Fabiana Caramez/Sindicato dos Rodoviários de Sorocaba
Fabiana Caramez/Sindicato dos Rodoviários de Sorocaba

Greve reduz número de ônibus nas ruas de Sorocaba

Trabalhadores estão em campanha salarial desde o início de junho e querem 6% de reajuste e participação nos lucros

Bibiana Borba e José Maria Tomazela, O Estado de S.Paulo

26 de junho de 2017 | 07h37
Atualizado 26 de junho de 2017 | 08h42

SÃO PAULO E SOROCABA - Assim como na última sexta-feira, 22, a circulação dos ônibus municipais é prejudicada em Sorocaba, no interior de São Paulo, na manhã desta segunda-feira, 26. A paralisação afeta cerca de 120 mil passageiros. Os trabalhadores em transportes rodoviários do município estão em campanha por reajuste salarial e benefícios.

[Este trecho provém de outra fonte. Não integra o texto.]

//! # Whole-File Writes

use std::{
    ffi::OsString,
    fs::{self, File},
    io::{BufWriter, Write},
    path::{Path, PathBuf},
};

use crate::errors::StanzaResult;

fn temp_path(path: &Path) -> PathBuf {
    let mut name: OsString = path.file_name().map(|n| n.to_os_string()).unwrap_or_default();
    name.push(".tmp");
    path.with_file_name(name)
}

fn write_and_rename<F>(
    tmp: &Path,
    path: &Path,
    write: F,
) -> StanzaResult<()>
where
    F: FnOnce(&mut BufWriter<File>) -> StanzaResult<()>,
{
    let mut writer = BufWriter::new(File::create(tmp)?);
    write(&mut writer)?;
    writer.flush()?;
    writer.get_ref().sync_all()?;
    drop(writer);
    fs::rename(tmp, path)?;
    Ok(())
}

/// Write a file by writing a sibling ``*.tmp`` file and renaming it over `path`.
///
/// Readers never observe a half-written `path`. On error the temp file is
/// removed on a best-effort basis.
///
/// ## Arguments
/// * `path` - the final path.
/// * `write` - writes the full contents.
pub fn write_file_atomic<P, F>(
    path: P,
    write: F,
) -> StanzaResult<()>
where
    P: AsRef<Path>,
    F: FnOnce(&mut BufWriter<File>) -> StanzaResult<()>,
{
    let path = path.as_ref();
    let tmp = temp_path(path);

    let result = write_and_rename(&tmp, path, write);
    if result.is_err() {
        let _ = fs::remove_file(&tmp);
    }
    result
}

#[cfg(test)]
mod tests {
    use super::*;
    use crate::errors::StanzaError;

    #[test]
    fn test_write_file_atomic() {
        let dir = tempdir::TempDir::new("atomic_test").unwrap();
        let path = dir.path().join("out.txt");

        write_file_atomic(&path, |w| {
            w.write_all(b"hello")?;
            Ok(())
        })
        .unwrap();
        assert_eq!(fs::read(&path).unwrap(), b"hello");
        assert!(!temp_path(&path).exists());
    }

    #[test]
    fn test_failed_write_keeps_original() {
        let dir = tempdir::TempDir::new("atomic_test").unwrap();
        let path = dir.path().join("out.txt");
        fs::write(&path, b"original").unwrap();

        let result = write_file_atomic(&path, |w| {
            w.write_all(b"partial")?;
            Err(StanzaError::External("boom".to_string()))
        });
        assert!(result.is_err());
        assert_eq!(fs::read(&path).unwrap(), b"original");
        assert!(!temp_path(&path).exists());
    }
}
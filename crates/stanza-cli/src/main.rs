mod commands;
mod disk_cache;
mod input_output;
mod logging;

use clap::Parser;
use commands::Commands;

/// stanza: vocabulary and word embedding tools.
#[derive(clap::Parser, Debug)]
pub struct Args {
    /// Subcommand to run.
    #[clap(subcommand)]
    pub command: Commands,
}

fn main() -> Result<(), Box<dyn std::error::Error>> {
    let args = Args::parse();

    args.command.run()
}
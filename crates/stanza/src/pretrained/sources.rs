//! # Pretrained Embedding Files

use std::path::PathBuf;

use crate::{
    disk_cache::StanzaDiskCache,
    embeddings::Embeddings,
    errors::{StanzaError, StanzaResult},
    pretrained::{load_glove_path, load_senna_paths},
};

/// ``GloVe`` training corpora, by release.
#[derive(
    Clone,
    Copy,
    Debug,
    PartialEq,
    Eq,
    strum::EnumString,
    strum::EnumIter,
    strum::Display,
)]
#[non_exhaustive]
pub enum GloveCorpus {
    /// Wikipedia 2014 + Gigaword 5; 6B tokens, dims 50, 100, 200, 300.
    #[strum(serialize = "wikipedia_gigaword")]
    WikipediaGigaword,

    /// Common Crawl; 42B tokens, dim 300.
    #[strum(serialize = "common_crawl_42b")]
    CommonCrawl42B,

    /// Common Crawl; 840B tokens, dim 300.
    #[strum(serialize = "common_crawl_840b")]
    CommonCrawl840B,

    /// Twitter; 27B tokens, dims 25, 50, 100, 200.
    #[strum(serialize = "twitter")]
    Twitter,
}

impl GloveCorpus {
    /// The vector widths released for this corpus.
    pub fn dims(self) -> &'static [usize] {
        match self {
            GloveCorpus::WikipediaGigaword => &[50, 100, 200, 300],
            GloveCorpus::CommonCrawl42B | GloveCorpus::CommonCrawl840B => &[300],
            GloveCorpus::Twitter => &[25, 50, 100, 200],
        }
    }

    /// The released text file name for width `dim`.
    ///
    /// ## Returns
    /// The file name; or [`StanzaError::ShapeMismatch`] if no such width was
    /// released.
    pub fn file_name(
        self,
        dim: usize,
    ) -> StanzaResult<String> {
        if !self.dims().contains(&dim) {
            return Err(StanzaError::ShapeMismatch(format!(
                "no {self} GloVe release of width {dim}; available: {:?}",
                self.dims()
            )));
        }
        Ok(match self {
            GloveCorpus::WikipediaGigaword => format!("glove.6B.{dim}d.txt"),
            GloveCorpus::CommonCrawl42B => "glove.42B.300d.txt".to_string(),
            GloveCorpus::CommonCrawl840B => "glove.840B.300d.txt".to_string(),
            GloveCorpus::Twitter => format!("glove.twitter.27B.{dim}d.txt"),
        })
    }
}

/// A pretrained file in the data directory, with optional mirror URLs.
#[derive(Debug, Clone, PartialEq, Eq)]
pub struct PretrainedSource {
    /// Directories between the data directory and the file.
    pub context: Vec<String>,

    /// The file name.
    pub file_name: String,

    /// Mirror URLs for the file, tried in order.
    pub urls: Vec<String>,
}

impl PretrainedSource {
    /// A source with no mirror URLs.
    pub fn new<C>(
        context: &[C],
        file_name: &str,
    ) -> Self
    where
        C: AsRef<str>,
    {
        Self {
            context: context.iter().map(|c| c.as_ref().to_string()).collect(),
            file_name: file_name.to_string(),
            urls: Vec::new(),
        }
    }

    /// The ``GloVe`` text file for `corpus` and `dim`, under ``glove/``.
    pub fn glove(
        corpus: GloveCorpus,
        dim: usize,
    ) -> StanzaResult<Self> {
        Ok(Self::new(&["glove"], &corpus.file_name(dim)?))
    }

    /// The ``SENNA`` word list, under ``senna/``.
    pub fn senna_words() -> Self {
        Self::new(&["senna"], "words.lst")
    }

    /// The ``SENNA`` vector file, under ``senna/``.
    pub fn senna_vectors() -> Self {
        Self::new(&["senna"], "embeddings.txt")
    }

    /// Set the mirror URLs.
    pub fn with_urls<I, S>(
        mut self,
        urls: I,
    ) -> Self
    where
        I: IntoIterator<Item = S>,
        S: AsRef<str>,
    {
        self.urls = urls.into_iter().map(|u| u.as_ref().to_string()).collect();
        self
    }

    /// Find the file in the data directory, downloading it if allowed.
    ///
    /// ## Returns
    /// The local path; or [`StanzaError::External`] if the file is missing
    /// and cannot be fetched.
    pub fn resolve(
        &self,
        cache: &mut StanzaDiskCache,
        download: bool,
    ) -> StanzaResult<PathBuf> {
        cache
            .load_data_path(&self.context, &self.file_name, &self.urls, download)
            .map_err(|e| StanzaError::External(format!("{e:#}")))
    }
}

/// Resolve and load a ``GloVe`` release.
pub fn load_glove(
    cache: &mut StanzaDiskCache,
    source: &PretrainedSource,
    unk: Option<&str>,
    download: bool,
) -> StanzaResult<Embeddings> {
    load_glove_path(source.resolve(cache, download)?, unk)
}

/// Resolve and load the ``SENNA`` word list and vectors.
pub fn load_senna(
    cache: &mut StanzaDiskCache,
    words: &PretrainedSource,
    vectors: &PretrainedSource,
    unk: Option<&str>,
    download: bool,
) -> StanzaResult<Embeddings> {
    let words_path = words.resolve(cache, download)?;
    let vectors_path = vectors.resolve(cache, download)?;
    load_senna_paths(words_path, vectors_path, unk)
}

Não houve acordo na última reunião com as duas empresas responsáveis pelo sistema, a Consor e a STU, mediada pelo Tribunal Regional do Trabalho (TRT).

Por determinação judicial em favor da prefeitura, o sindicato que representa os motoristas e cobradores da região deve colocar 70% da frota nas ruas nos horários de pico da manhã (entre 6 horas e 9 horas) e do final da tarde (das 17 horas às 20 horas), e 50% nos demais períodos do dia.

Foi fixada multa diária de R$ 120 mil ao Sindicato dos Condutores em caso de descumprimento. A direção do sindicato informou que a ordem judicial está sendo cumprida e que só retomou a greve por não ter sido procurada pelas empresas para a retomada das negociações salariais. A prefeitura informou que o salário base dos motoristas é de R$ 3.410.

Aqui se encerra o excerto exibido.